The Dr's decided to look deeper and had her go for Cat Scans and more blood work and a urinalysis. There was massive amounts of protein in her urine.
She sat me down at the end of February and reminded me that the women in our family are born on the 13th and die on April 1st (April fools day). Then she reminded me that April 1st is approaching us quickly. I told her that the whole
April 1st thing is probably just a coincidence.

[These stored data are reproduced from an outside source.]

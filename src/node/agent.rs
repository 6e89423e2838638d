//! User-agent nodes.

use crate::encoding::{NodeData, Reader, Writer};
use crate::error::Result;
use crate::hashtab::hash_str;
use crate::node::{BaseNode, NodeKind, StoreNode};

#[derive(Debug, Clone, Default)]
pub struct AgentNode {
    pub base: BaseNode,
    pub hits: u64,
    pub xfer: u64,
    pub visits: u64,
    pub robot: bool,
    pub dirty: bool,
}

impl AgentNode {
    pub fn new(key: impl Into<String>) -> Self {
        Self {
            base: BaseNode::new(key),
            ..Default::default()
        }
    }

    pub fn group(key: impl Into<String>) -> Self {
        Self {
            base: BaseNode::group(key),
            ..Default::default()
        }
    }

    pub fn key(&self) -> &str {
        &self.base.key
    }

    pub fn key_hash(key: &str) -> u64 {
        hash_str(0, key)
    }
}

impl NodeData for AgentNode {
    const VERSION: u16 = 1;

    fn data_size(&self) -> usize {
        self.base.data_size() + 8 * 4 + 1
    }

    fn pack_data(&self, w: &mut Writer) {
        self.base.pack(w);
        w.put_u64(self.hits);
        w.put_u64(self.xfer);
        w.put_u64(self.visits);
        w.put_bool(self.robot);
        w.put_u64(hash_str(0, &self.base.key));
    }

    fn unpack_data(r: &mut Reader, _version: u16) -> Result<Self> {
        let base = BaseNode::unpack(r)?;
        let mut node = Self {
            base,
            ..Default::default()
        };
        node.hits = r.get_u64()?;
        node.xfer = r.get_u64()?;
        node.visits = r.get_u64()?;
        node.robot = r.get_bool()?;
        r.skip(8)?; // value hash
        Ok(node)
    }
}

impl StoreNode for AgentNode {
    const KIND: NodeKind = NodeKind::Agent;

    fn node_id(&self) -> u64 {
        self.base.id
    }

    fn set_node_id(&mut self, id: u64) {
        self.base.id = id;
    }

    fn value_hash(&self) -> u64 {
        hash_str(0, &self.base.key)
    }
}

pub fn field_visits(buf: &[u8]) -> Result<u64> {
    let mut r = crate::node::skip_base(buf)?;
    r.skip(8 * 2)?;
    r.get_u64()
}

pub fn field_value_hash(buf: &[u8]) -> Result<u64> {
    let mut r = crate::node::skip_base(buf)?;
    r.skip(8 * 3 + 1)?;
    r.get_u64()
}

#[cfg(test)]
mod tests {
    use super::*;
    use crate::encoding::{pack_record, unpack_record};

    #[test]
    fn test_round_trip() {
        let mut node = AgentNode::new("Mozilla/5.0 (X11; Linux x86_64)");
        node.hits = 15;
        node.xfer = 9_000;
        node.visits = 2;
        node.robot = true;
        let buf = pack_record(&node);
        let back: AgentNode = unpack_record(&buf).unwrap();
        assert_eq!(back.key(), "Mozilla/5.0 (X11; Linux x86_64)");
        assert_eq!(back.visits, 2);
        assert!(back.robot);
        assert_eq!(field_visits(&buf).unwrap(), 2);
    }
}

As the days went on she became weaker and weaker, not anything like the woman she once was that reigned terror on me throughout my life. No this woman was weak, she couldn't burn a carpet if she tried, let along burn a kid anymore.
She had to be admitted.
In the last week she's had 3 blood transfusions, a biopsy, and is on Zanax plus blood pressure lowering pills, to reduce her 240 blood pressure. They found out that she has blockages everywhere and they're doing what they can to keep her alive long enough to get the results back from the biopsy.I've made some new friends since I've been in Brooklyn, one of them wanted to read my "life cards" with a regular playing deck of cards.. ok fine whatever~ I'm always up for a good laugh.
Well what she had to say wasn't going to make me laugh.. no, not attall attall!
She said I'm the Ace of spades:
Card Devination - Ace of Spades
Arcana Arcanorum: The Playing-Card Oracle
The Cards of Life - Find Your Card!
Isn't it interesting that I'm here?
Lets just wait it out to see if the April 1st theory is a coincidence or a reality!